▶ _Exercise aim_:
Throughout the records below, find each line holding "trailing" and copy it.

Saved data entries:
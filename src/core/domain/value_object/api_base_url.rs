use crate::core::domain::error::ValidationError;
use std::fmt;

const ALLOWED_SCHEMES: [&str; 2] = ["http", "https"];
const MAX_URL_LENGTH: usize = 2083; // RFC 7230 practical limit

/// The root of the control API, e.g. `http://localhost/api`.
///
/// Stored without a trailing slash so endpoint paths can be appended
/// verbatim.
#[derive(Debug, Clone, PartialEq, Eq)]
pub struct ApiBaseUrl(String);

impl ApiBaseUrl {
    /// Creates a new base URL after validating it.
    pub fn new(url: impl Into<String>) -> Result<Self, ValidationError> {
        let url = url.into();
        validate_url(&url)?;
        Ok(Self(url.trim_end_matches('/').to_string()))
    }

    /// Returns the base URL as a string slice.
    pub fn as_str(&self) -> &str {
        &self.0
    }

    /// Joins an endpoint path onto the base URL.
    ///
    /// The endpoint's own trailing slash is kept, the backend routes on it.
    pub fn join(&self, path: &str) -> String {
        format!("{}/{}", self.0, path.trim_start_matches('/'))
    }
}

impl fmt::Display for ApiBaseUrl {
    fn fmt(&self, f: &mut fmt::Formatter<'_>) -> fmt::Result {
        f.write_str(&self.0)
    }
}

/// Validates an API base URL.
pub(crate) fn validate_url(url: &str) -> Result<(), ValidationError> {
    if url.is_empty() {
        return Err(ValidationError::Field {
            field: "base_url".to_string(),
            message: "URL cannot be empty".to_string(),
        });
    }

    if url.len() > MAX_URL_LENGTH {
        return Err(ValidationError::Format(format!(
            "URL exceeds maximum length of {} characters",
            MAX_URL_LENGTH
        )));
    }

    let parsed = url::Url::parse(url)
        .map_err(|e| ValidationError::Format(format!("Invalid URL format: {}", e)))?;

    if !ALLOWED_SCHEMES.contains(&parsed.scheme()) {
        return Err(ValidationError::ConstraintViolation(format!(
            "Invalid scheme. Must be one of: {}",
            ALLOWED_SCHEMES.join(", ")
        )));
    }

    if parsed.query().is_some() || parsed.fragment().is_some() {
        return Err(ValidationError::ConstraintViolation(
            "Base URL cannot carry a query or fragment".to_string(),
        ));
    }

    Ok(())
}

▶ _Written response_:
/// Stored without a trailing slash so endpoint paths can be appended
    /// The endpoint's own trailing slash is kept, the backend routes on it.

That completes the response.